**Action item:**
Tell me how many lines in the entries below contain the word "ZeroizeOnDrop"; reply with the number and nothing else.

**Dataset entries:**
▽
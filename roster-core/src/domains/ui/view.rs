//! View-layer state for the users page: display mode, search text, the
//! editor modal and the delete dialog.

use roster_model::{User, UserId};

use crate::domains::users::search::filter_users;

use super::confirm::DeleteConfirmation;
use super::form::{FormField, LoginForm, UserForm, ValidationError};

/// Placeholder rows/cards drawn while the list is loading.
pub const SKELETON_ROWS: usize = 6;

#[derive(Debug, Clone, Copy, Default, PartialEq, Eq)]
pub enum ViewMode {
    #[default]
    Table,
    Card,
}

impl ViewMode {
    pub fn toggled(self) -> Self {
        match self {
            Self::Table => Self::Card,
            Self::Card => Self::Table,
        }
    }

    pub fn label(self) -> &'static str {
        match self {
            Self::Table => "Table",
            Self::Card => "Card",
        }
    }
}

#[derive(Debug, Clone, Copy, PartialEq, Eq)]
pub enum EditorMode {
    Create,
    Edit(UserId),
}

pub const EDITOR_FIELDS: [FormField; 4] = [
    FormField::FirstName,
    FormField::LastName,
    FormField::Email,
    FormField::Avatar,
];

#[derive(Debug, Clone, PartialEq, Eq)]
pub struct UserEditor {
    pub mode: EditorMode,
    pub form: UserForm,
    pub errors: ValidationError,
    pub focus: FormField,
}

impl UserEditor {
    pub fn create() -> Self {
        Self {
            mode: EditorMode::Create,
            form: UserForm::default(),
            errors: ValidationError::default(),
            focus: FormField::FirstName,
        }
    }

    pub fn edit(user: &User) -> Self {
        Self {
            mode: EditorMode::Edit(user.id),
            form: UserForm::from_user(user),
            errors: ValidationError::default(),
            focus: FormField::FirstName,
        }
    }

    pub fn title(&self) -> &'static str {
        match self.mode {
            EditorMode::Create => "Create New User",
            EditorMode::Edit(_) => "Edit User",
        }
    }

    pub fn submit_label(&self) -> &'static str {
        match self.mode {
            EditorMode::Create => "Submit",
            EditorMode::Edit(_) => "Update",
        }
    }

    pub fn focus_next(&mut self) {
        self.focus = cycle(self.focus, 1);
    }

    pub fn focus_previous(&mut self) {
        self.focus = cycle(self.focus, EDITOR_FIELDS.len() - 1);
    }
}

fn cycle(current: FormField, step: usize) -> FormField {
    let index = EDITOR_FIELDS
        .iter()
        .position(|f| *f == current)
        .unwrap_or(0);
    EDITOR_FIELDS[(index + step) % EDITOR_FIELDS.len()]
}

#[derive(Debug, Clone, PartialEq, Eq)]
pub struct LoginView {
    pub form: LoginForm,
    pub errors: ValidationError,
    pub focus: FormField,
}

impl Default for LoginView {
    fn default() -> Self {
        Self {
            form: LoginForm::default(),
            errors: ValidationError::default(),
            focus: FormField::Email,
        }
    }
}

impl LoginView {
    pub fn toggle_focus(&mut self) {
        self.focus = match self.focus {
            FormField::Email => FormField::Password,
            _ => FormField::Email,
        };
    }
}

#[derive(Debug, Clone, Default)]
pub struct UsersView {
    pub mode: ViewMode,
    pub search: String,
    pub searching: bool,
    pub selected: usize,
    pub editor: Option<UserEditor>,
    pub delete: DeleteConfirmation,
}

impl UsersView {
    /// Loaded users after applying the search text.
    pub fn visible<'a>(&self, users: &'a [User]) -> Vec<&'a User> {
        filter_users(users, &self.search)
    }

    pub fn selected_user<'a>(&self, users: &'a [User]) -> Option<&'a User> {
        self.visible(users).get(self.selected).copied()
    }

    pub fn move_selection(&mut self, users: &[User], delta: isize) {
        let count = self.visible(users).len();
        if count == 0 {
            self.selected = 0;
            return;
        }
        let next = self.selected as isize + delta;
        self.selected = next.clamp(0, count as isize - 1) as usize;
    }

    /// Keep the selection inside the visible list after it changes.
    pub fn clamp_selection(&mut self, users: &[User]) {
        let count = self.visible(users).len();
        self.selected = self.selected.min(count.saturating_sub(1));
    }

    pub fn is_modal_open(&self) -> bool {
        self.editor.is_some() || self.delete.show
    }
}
△
▽
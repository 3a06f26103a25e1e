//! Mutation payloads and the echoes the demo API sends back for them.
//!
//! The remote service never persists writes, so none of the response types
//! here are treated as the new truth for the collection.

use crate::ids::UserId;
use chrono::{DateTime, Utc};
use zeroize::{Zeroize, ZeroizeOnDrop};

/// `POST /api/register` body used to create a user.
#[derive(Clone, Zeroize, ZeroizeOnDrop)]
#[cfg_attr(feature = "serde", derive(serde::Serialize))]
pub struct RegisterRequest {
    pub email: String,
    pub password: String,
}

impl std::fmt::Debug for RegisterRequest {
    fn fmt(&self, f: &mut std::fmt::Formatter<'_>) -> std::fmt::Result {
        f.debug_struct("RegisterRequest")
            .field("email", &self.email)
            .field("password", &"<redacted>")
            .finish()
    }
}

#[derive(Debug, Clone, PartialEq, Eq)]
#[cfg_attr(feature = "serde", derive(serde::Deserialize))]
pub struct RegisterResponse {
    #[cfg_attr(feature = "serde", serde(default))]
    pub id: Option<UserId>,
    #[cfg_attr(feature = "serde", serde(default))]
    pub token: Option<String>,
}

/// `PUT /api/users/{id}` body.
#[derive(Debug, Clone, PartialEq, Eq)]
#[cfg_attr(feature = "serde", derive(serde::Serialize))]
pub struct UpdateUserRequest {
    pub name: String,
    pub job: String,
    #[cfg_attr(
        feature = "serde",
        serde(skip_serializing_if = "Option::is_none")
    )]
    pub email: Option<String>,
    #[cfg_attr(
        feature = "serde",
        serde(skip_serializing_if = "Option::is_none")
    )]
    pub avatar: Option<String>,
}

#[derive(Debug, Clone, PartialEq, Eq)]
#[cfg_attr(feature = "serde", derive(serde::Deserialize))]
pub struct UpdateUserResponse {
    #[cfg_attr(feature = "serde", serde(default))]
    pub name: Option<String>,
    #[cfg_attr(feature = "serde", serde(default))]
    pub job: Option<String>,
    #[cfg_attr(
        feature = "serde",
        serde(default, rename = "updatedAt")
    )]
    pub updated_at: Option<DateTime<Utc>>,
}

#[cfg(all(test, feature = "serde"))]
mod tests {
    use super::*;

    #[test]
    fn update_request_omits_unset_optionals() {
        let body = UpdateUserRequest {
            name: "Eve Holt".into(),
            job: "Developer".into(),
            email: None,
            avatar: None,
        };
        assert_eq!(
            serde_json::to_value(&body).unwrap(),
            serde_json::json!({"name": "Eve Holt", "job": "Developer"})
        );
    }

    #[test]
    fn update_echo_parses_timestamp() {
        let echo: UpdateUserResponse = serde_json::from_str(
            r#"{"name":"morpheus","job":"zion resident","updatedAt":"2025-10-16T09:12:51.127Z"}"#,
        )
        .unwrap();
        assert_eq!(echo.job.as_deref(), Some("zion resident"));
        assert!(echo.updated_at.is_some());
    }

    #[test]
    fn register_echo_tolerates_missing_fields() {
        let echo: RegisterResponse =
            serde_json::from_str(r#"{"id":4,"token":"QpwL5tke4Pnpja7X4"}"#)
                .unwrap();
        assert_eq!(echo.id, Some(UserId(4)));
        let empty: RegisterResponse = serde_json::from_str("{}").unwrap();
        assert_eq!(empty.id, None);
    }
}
△
▽
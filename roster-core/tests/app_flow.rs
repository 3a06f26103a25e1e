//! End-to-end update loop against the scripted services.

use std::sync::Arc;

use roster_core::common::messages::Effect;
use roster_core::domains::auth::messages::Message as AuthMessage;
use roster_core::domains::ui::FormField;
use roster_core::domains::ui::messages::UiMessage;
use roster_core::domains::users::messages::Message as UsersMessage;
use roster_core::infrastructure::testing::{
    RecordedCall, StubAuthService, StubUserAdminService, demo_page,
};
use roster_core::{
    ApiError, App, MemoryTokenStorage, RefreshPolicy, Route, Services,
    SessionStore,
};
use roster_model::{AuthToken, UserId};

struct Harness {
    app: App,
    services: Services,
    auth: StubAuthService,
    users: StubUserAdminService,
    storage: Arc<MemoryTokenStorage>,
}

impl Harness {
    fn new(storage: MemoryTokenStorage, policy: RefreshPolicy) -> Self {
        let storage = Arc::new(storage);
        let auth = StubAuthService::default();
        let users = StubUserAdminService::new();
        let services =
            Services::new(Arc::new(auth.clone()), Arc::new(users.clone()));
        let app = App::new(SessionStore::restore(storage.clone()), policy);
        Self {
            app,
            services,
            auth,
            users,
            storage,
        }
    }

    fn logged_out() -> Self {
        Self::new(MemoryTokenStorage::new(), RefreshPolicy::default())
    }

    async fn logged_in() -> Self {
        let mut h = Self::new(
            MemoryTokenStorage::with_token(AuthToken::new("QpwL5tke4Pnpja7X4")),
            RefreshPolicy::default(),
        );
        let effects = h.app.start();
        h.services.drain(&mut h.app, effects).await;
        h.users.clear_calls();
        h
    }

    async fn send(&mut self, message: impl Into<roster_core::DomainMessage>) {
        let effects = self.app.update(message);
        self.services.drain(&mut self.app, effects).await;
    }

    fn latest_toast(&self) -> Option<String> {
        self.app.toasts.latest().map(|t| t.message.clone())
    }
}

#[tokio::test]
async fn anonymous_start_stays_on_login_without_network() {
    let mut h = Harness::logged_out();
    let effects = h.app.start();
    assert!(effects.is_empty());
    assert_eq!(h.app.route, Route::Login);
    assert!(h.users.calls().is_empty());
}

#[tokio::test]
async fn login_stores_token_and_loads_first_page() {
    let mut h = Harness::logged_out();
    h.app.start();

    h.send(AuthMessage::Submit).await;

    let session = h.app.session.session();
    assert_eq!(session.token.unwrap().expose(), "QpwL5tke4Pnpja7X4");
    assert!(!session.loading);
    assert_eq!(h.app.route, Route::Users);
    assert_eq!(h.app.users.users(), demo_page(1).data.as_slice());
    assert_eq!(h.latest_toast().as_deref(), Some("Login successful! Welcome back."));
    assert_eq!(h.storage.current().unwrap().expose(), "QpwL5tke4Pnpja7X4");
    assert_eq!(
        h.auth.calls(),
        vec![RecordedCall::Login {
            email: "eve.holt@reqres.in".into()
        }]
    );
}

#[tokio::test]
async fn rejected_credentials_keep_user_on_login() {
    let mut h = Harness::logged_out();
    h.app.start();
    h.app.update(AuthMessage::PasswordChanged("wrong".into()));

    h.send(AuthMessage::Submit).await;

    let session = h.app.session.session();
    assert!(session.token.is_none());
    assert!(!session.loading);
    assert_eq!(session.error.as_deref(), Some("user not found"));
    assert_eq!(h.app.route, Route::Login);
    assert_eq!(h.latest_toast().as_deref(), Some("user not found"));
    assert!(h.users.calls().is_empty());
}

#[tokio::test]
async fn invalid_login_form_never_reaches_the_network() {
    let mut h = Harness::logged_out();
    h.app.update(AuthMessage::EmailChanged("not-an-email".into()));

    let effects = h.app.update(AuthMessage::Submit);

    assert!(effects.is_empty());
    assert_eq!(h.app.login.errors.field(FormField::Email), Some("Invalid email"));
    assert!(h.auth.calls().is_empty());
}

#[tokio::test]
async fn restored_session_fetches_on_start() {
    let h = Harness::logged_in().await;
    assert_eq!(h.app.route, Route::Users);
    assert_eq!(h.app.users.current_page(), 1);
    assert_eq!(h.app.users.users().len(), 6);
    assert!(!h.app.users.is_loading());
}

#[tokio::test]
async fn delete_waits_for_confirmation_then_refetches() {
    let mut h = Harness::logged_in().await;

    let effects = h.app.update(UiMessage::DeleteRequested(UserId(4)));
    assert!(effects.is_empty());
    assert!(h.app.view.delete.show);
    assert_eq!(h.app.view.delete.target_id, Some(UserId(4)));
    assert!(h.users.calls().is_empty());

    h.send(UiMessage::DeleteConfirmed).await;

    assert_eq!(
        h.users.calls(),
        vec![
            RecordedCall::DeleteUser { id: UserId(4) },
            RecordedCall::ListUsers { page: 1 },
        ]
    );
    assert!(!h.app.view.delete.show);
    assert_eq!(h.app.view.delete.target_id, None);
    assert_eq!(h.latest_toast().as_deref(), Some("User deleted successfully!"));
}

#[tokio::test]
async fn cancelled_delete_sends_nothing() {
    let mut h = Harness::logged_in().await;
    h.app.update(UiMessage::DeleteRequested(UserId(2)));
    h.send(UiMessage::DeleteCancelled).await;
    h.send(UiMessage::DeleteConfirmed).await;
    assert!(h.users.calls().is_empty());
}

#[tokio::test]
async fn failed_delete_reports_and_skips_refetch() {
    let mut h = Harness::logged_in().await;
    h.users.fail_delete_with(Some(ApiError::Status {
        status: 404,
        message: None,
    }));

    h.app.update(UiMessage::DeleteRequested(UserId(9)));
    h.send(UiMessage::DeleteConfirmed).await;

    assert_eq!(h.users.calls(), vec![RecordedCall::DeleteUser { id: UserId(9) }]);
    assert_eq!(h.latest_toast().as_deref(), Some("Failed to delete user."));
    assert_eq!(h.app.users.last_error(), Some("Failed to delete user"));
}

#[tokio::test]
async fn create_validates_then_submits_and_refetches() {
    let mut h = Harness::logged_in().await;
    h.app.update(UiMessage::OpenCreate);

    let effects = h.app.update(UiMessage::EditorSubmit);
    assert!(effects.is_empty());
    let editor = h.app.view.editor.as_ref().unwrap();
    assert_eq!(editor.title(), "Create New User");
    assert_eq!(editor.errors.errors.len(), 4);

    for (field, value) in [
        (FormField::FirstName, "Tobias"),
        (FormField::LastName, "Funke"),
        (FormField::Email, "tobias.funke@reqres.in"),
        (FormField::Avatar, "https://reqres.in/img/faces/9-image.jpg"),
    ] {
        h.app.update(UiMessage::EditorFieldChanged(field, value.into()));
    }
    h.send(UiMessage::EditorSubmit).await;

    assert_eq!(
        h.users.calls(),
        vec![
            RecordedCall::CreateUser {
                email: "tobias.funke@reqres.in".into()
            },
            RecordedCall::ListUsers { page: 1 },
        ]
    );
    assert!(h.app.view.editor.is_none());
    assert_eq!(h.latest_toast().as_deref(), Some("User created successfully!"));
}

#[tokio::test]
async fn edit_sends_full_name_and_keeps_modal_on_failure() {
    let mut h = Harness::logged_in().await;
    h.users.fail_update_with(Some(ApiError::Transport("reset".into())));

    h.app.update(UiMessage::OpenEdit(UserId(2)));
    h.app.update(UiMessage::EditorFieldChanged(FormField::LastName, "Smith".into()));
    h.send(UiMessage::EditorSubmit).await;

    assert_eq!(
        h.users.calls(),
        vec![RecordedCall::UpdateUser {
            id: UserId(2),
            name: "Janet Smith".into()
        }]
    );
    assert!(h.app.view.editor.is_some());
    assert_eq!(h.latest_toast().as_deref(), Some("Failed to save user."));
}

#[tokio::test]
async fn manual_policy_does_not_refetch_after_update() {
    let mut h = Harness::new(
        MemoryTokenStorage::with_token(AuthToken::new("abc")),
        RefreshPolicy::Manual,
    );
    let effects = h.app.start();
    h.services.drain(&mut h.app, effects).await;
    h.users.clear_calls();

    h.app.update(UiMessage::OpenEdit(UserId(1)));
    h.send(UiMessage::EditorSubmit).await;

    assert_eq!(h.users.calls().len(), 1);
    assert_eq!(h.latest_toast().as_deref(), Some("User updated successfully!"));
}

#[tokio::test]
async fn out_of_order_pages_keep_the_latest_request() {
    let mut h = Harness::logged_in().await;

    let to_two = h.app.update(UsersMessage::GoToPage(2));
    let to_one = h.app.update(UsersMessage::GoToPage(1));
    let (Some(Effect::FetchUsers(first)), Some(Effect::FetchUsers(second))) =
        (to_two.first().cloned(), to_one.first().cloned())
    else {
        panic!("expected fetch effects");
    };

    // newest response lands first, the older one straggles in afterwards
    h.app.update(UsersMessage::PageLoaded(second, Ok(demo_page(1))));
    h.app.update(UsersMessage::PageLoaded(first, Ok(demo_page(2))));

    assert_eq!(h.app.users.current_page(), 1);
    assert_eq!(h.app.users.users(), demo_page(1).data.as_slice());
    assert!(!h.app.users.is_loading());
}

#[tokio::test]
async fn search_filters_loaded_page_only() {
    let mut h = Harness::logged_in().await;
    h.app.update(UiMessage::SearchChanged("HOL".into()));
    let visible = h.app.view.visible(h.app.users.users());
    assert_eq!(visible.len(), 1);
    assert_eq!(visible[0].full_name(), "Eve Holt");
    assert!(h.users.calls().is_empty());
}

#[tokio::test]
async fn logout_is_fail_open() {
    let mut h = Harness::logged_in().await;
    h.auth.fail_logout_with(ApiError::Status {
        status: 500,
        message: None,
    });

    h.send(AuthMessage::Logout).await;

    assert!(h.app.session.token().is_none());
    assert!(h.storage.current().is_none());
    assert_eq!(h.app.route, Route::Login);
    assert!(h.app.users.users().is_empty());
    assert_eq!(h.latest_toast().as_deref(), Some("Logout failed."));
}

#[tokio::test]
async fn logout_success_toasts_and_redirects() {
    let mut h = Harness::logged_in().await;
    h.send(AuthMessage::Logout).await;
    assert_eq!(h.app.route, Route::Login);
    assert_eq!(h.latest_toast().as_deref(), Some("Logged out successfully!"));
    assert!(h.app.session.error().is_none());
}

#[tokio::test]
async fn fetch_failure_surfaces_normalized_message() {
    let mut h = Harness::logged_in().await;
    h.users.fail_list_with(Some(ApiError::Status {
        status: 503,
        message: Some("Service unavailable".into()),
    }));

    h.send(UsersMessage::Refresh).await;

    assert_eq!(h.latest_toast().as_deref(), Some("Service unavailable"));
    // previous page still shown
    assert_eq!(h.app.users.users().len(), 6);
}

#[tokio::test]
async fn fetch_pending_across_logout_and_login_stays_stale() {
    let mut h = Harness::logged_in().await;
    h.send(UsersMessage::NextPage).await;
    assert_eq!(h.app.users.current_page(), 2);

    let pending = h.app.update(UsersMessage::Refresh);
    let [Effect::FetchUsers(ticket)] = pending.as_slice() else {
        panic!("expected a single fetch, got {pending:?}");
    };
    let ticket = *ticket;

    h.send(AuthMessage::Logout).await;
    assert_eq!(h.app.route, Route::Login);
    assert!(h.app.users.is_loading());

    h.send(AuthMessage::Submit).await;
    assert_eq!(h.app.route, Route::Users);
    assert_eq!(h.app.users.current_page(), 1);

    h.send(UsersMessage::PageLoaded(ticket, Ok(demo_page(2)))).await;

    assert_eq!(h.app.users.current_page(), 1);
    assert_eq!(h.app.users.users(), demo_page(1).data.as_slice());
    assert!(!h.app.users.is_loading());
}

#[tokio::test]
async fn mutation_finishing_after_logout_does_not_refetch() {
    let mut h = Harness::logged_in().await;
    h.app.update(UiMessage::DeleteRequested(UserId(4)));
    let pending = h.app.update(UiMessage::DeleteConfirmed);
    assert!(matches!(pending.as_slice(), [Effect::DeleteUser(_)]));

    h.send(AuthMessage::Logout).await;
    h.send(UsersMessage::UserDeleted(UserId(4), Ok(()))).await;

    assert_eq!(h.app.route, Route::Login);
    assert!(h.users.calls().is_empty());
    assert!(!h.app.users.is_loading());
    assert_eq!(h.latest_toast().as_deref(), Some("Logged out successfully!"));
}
△
**Reply:**
2